The band was founded in April of 1981 by
Western Carolina University music professor
Richard Trevarthen and a small cadre of the
finest brass players in Western North Carolina.
As the story goes, a group from Haywood County
secured an arts grant for the purpose of
founding a community band. This core group
attended a weekend workshop promoting British-style
brass bands held at N.C. State University.
Workshop participants used a complete set
of brand new instruments provided by the
Yamaha Instrument Corporation. A Yamaha sales
representative announced during the first
day of the workshop that any group with a
charter to establish a brass band in hand
could lease to own a complete set of instruments
and that the company would waive the first
payment due for twelve months.
That night, over dinner in a Raleigh restaurant,
the Haywood County group drew up the initial
charter for the Smoky Mountain Brass Band.
They presented their charter the following
morning and left that afternoon, bringing
the very set of instruments from the workshop
with them in a rented U-Haul truck! A number
of these original instruments are still being
used by the band today.
Over the past twenty-six years the band has
performed many concerts throughout the area
as well as notable performances in Toronto,
Ontario, Pittsburgh, PA, Columbus, OH, the
Knoxville, TN World's Fair and the 1987 inaugural
ball of former North Carolina Governor Jim
Martin. The band won first place in Championship
category of the 1983 North American Brass
Band Association competition and hosted the
1989 competition in Asheville's Thomas Wolfe
Auditorium.
Mr. Trevarthen served as the band's first
artistic director and conductor until his
retirement in 1992. Haywood County native
Dr. Wayne Pressley, a long-time member of
the music faculty at Mars Hill College and
a charter member of the band, served as interim
conductor for several months until Dr. John
West accepted the baton later that same year.
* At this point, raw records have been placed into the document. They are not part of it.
// Copyright (c) 2017 Chef Software Inc. and/or applicable contributors
//
// Licensed under the Apache License, Version 2.0 (the "License");
// you may not use this file except in compliance with the License.
// You may obtain a copy of the License at
//
//     http://www.apache.org/licenses/LICENSE-2.0
//
// Unless required by applicable law or agreed to in writing, software
// distributed under the License is distributed on an "AS IS" BASIS,
// WITHOUT WARRANTIES OR CONDITIONS OF ANY KIND, either express or implied.
// See the License for the specific language governing permissions and
// limitations under the License.

//! §4.10: the Watchdog's one iteration, `check_programs()` plus
//! `check_memory()`, wired to real locks, probes, and signals. The
//! branch-selection itself lives in `decision.rs`; this module is the
//! OS-facing glue around it -- acquiring/releasing lock files,
//! spawning the manager, and calling `safe_kill`.

use std::os::unix::process::CommandExt;
use std::process::{Command, Stdio};
use std::time::Instant;

use libc;

use ts_core::config::ConfigStore;
use ts_core::fs::Layout;
use ts_core::health::{self, ControlChannelProbe, Outcome};
use ts_core::lockfile::{self, Acquire, LockFile};
use ts_core::os::process::{self, Signal};
use ts_core::os::signals;

use ts_ctl_client::probe::ControlProbe;
use ts_ctl_client::Client;

use decision::{self, Action, StrikeCounter};
use error::Result;
use flap::FlapState;
#[cfg(target_os = "linux")]
use memcheck;

static LOGKEY: &'static str = "COP";

pub struct Watchdog {
    layout: Layout,
    config: ConfigStore,
    manager_binary: String,
    manager_argv: Vec<String>,
    manager_stdout: Option<String>,
    manager_stderr: Option<String>,
    flap: FlapState,
    manager_probe_strikes: StrikeCounter,
    server_absent_strikes: StrikeCounter,
    server_probe_strikes: StrikeCounter,
    /// `-s/--stop`: suspend rather than kill, for debugging.
    debug_stop: bool,
}

impl Watchdog {
    pub fn new(
        layout: Layout,
        config: ConfigStore,
        manager_binary: String,
        manager_argv: Vec<String>,
        manager_stdout: Option<String>,
        manager_stderr: Option<String>,
    ) -> Result<Watchdog> {
        let threshold = config.get_int("proxy.config.restart.stop_threshold", true)? as u32;
        let threshold = if threshold == 0 { decision::DEFAULT_STRIKE_THRESHOLD } else { threshold };
        Ok(Watchdog {
            layout,
            config,
            manager_binary,
            manager_argv,
            manager_stdout,
            manager_stderr,
            flap: FlapState::new(),
            manager_probe_strikes: StrikeCounter::new(threshold),
            server_absent_strikes: StrikeCounter::new(threshold),
            server_probe_strikes: StrikeCounter::new(threshold),
            debug_stop: false,
        })
    }

    pub fn set_debug_stop(&mut self, on: bool) {
        self.debug_stop = on;
    }

    fn final_kill_signal(&self) -> Signal {
        if self.debug_stop {
            Signal::STOP
        } else {
            Signal::KILL
        }
    }

    pub fn sleep_time_secs(&self) -> u64 {
        self.config.get_int("proxy.config.cop.sleep_time", true).unwrap_or(10).max(1) as u64
    }

    pub fn alarm_deadline_secs(&self) -> u32 {
        let sleep = self.sleep_time_secs() as u32;
        let manager_timeout = self.config.get_int("proxy.config.cop.manager_timeout", true).unwrap_or(2) as u32;
        let server_timeout = self.config.get_int("proxy.config.cop.server_timeout", true).unwrap_or(2) as u32;
        2 * (sleep + 2 * manager_timeout + server_timeout)
    }

    /// Step 1: `no_cop` marker present means stand down permanently.
    pub fn should_stand_down(&self) -> bool {
        ts_core::fs::no_cop_marker_present(self.layout.runtime_dir())
    }

    /// Step 2, delegated to the shared signal latch.
    pub fn log_reaped_children(&self) {
        signals::log_reaped_if_any();
    }

    /// Step 3.
    pub fn reload_config_if_changed(&self, records_path: &::std::path::Path) {
        match self.config.reload_if_changed(records_path) {
            Ok(true) => outputln!("records config re-read"),
            Ok(false) => {}
            Err(err) => warn!("records re-read failed: {}", err),
        }
    }

    /// Step 4.
    pub fn check_programs(&mut self) -> Result<()> {
        match LockFile::open(self.layout.manager_lock_path())? {
            Acquire::Acquired(lock) => {
                lock.close();
                self.clear_stray_server()?;
                self.maybe_spawn_manager();
            }
            Acquire::HeldBy(_manager_pid) => {
                self.check_running_manager()?;
            }
        }
        Ok(())
    }

    fn clear_stray_server(&self) -> Result<()> {
        match LockFile::open(self.layout.server_lock_path())? {
            Acquire::Acquired(lock) => {
                lock.close();
            }
            Acquire::HeldBy(_) => {
                self.safe_kill_server_group()?;
            }
        }
        Ok(())
    }

    fn maybe_spawn_manager(&mut self) {
        if self.flap.should_spawn(Instant::now()) {
            self.spawn_manager();
        } else if self.flap.is_flapping() {
            warn!("manager is flapping, withholding spawn (count={})", self.flap.count());
        }
    }

    fn spawn_manager(&self) {
        let mut command = Command::new(&self.manager_binary);
        command.args(&self.manager_argv);
        command.stdout(stdio_for(&self.manager_stdout));
        command.stderr(stdio_for(&self.manager_stderr));

        unsafe {
            command.pre_exec(|| {
                process::own_process_group().map_err(|_| ::std::io::Error::last_os_error())?;
                #[cfg(target_os = "linux")]
                {
                    libc::prctl(libc::PR_SET_PDEATHSIG, libc::SIGTERM);
                }
                Ok(())
            });
        }

        match command.spawn() {
            Ok(child) => outputln!("spawned manager pid {}", child.id()),
            Err(err) => error!("failed to spawn manager binary '{}': {}", self.manager_binary, err),
        }
    }

    fn check_running_manager(&mut self) -> Result<()> {
        let timeout_ms = self.config.get_int("proxy.config.cop.manager_timeout", true)? as u64 * 1000;
        let admin_user = self.config.get_string("proxy.config.admin.user_id", true)?;
        let probe = ControlProbe {
            socket_path: self.layout.control_socket_path(),
            record_name: "proxy.config.admin.user_id".to_string(),
            expected_value: admin_user,
        };
        let outcome = probe.probe_control(timeout_ms);

        match decision::evaluate_manager_probe(&mut self.manager_probe_strikes, outcome == Outcome::Ok) {
            Action::KillManagerGroup => {
                warn!("manager control probe failed twice, killing manager group");
                self.safe_kill_manager_group()?;
                return Ok(());
            }
            _ => {}
        }

        if outcome != Outcome::Ok {
            // First strike: nothing further to do this iteration.
            return Ok(());
        }

        let proxy_running = match Client::connect_with_timeout(self.layout.control_socket_path(), timeout_ms) {
            Ok(mut client) => client.proxy_state_get().unwrap_or(0),
            Err(_) => 0,
        };
        if proxy_running != 1 {
            return Ok(());
        }

        self.check_server()
    }

    fn check_server(&mut self) -> Result<()> {
        match LockFile::open(self.layout.server_lock_path())? {
            Acquire::Acquired(lock) => {
                lock.close();
                if let Action::KillManagerForMissingServer =
                    decision::evaluate_server_presence(&mut self.server_absent_strikes, true)
                {
                    warn!("server lock acquirable twice under a healthy manager, killing manager");
                    self.safe_kill_manager_group()?;
                }
            }
            Acquire::HeldBy(_) => {
                decision::evaluate_server_presence(&mut self.server_absent_strikes, false);
                self.probe_server()?;
            }
        }
        Ok(())
    }

    fn probe_server(&mut self) -> Result<()> {
        let timeout_ms = self.config.get_int("proxy.config.cop.server_timeout", true)? as u64 * 1000;
        let port = self.config.get_int("proxy.config.synthetic.port", true)? as u16;
        let outcome = health::probe_http(port, timeout_ms, None);

        if let Action::KillServer = decision::evaluate_server_probe(&mut self.server_probe_strikes, outcome == Outcome::Ok) {
            warn!("server health probe failed twice, killing server");
            self.safe_kill_server_group()?;
            let init_sleep = self.config.get_int("proxy.config.cop.init_sleep_time", true)? as u64;
            process::nanosleep_ms(init_sleep * 1000);
        }
        Ok(())
    }

    /// Step 5, Linux only.
    #[cfg(target_os = "linux")]
    pub fn check_memory(&mut self) -> Result<()> {
        let enabled = self.config.get_int("proxy.config.cop.linux.only_on_memory_limit", true)? != 0;
        if !enabled {
            return Ok(());
        }
        let text = match ::std::fs::read_to_string("/proc/meminfo") {
            Ok(t) => t,
            Err(err) => {
                warn!("could not read /proc/meminfo: {}", err);
                return Ok(());
            }
        };
        let info = memcheck::parse(&text);
        let min_memfree = self.config.get_int("proxy.config.cop.linux.min_memfree_kb", true)? as u64;
        let min_swapfree = self.config.get_int("proxy.config.cop.linux.min_swapfree_kb", true)? as u64;

        if !memcheck::is_low_memory(&info, min_memfree, min_swapfree) {
            return Ok(());
        }

        let mask = self.config.get_int("proxy.config.cop.linux.memory_kill_mask", true)?;
        warn!("low memory detected ({:?}), applying kill mask {}", info, mask);
        if mask & 0x1 != 0 {
            self.safe_kill_manager_group()?;
        }
        if mask & 0x2 != 0 {
            self.safe_kill_server_group()?;
        }
        Ok(())
    }

    #[cfg(not(target_os = "linux"))]
    pub fn check_memory(&mut self) -> Result<()> {
        Ok(())
    }

    fn core_signal(&self) -> Result<Signal> {
        use std::str::FromStr;
        let name = self.config.get_string("proxy.config.cop.core_signal", true)?;
        Ok(Signal::from_str(&name).unwrap_or(Signal::SEGV))
    }

    fn kill_timeout_secs(&self) -> u32 {
        self.config.get_int("proxy.config.cop.kill_timeout", true).unwrap_or(10) as u32
    }

    fn safe_kill_manager_group(&self) -> Result<()> {
        let core_signal = self.core_signal()?;
        let final_signal = self.final_kill_signal();
        self.safe_kill(|| lockfile::kill_group(self.layout.manager_lock_path(), final_signal, Some(core_signal)))
    }

    fn safe_kill_server_group(&self) -> Result<()> {
        let core_signal = self.core_signal()?;
        let final_signal = self.final_kill_signal();
        self.safe_kill(|| lockfile::kill_group(self.layout.server_lock_path(), final_signal, Some(core_signal)))
    }

    /// Kill semantics per §4.10: SIGALRM is warn-only for the
    /// duration, bounded by `cop_kill_timeout`, then restored.
    fn safe_kill<F>(&self, f: F) -> Result<()>
    where
        F: FnOnce() -> ::ts_core::Result<()>,
    {
        signals::set_kill_wait_active(true);
        signals::arm_alarm(self.kill_timeout_secs());
        let result = f();
        signals::arm_alarm(0);
        signals::set_kill_wait_active(false);
        result.map_err(::error::Error::from)
    }
}

fn stdio_for(path: &Option<String>) -> Stdio {
    match *path {
        Some(ref p) => ::std::fs::OpenOptions::new()
            .create(true)
            .append(true)
            .open(p)
            .map(Stdio::from)
            .unwrap_or_else(|_| Stdio::null()),
        None => Stdio::null(),
    }
}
Dr. West, who was director of bands at Western
Carolina University served until 1997 and
was succeeded as by Ken Kroesche, also on
the music faculty at Western Carolina University,
until December, 1998. Mark Clodfelter
assumed the position of Artistic Director
and Conductor of the Smoky Mountain Brass
Band in January, 1999. Mr. Clodfelter,
a trumpet instructor at Mars Hill College,
remained until June, 2002 when he accepted
a position on the music faculty at the University
of Kentucky and left Western North Carolina.
William Bryant, Director of Bands at A.C.
Reynolds High School in Asheville, stepped
to the podium in September, 2002. Four
years later, Dr. Bryant passed the baton
to Dr. John Entzi, Director of Bands at the
University of North Carolina at Asheville.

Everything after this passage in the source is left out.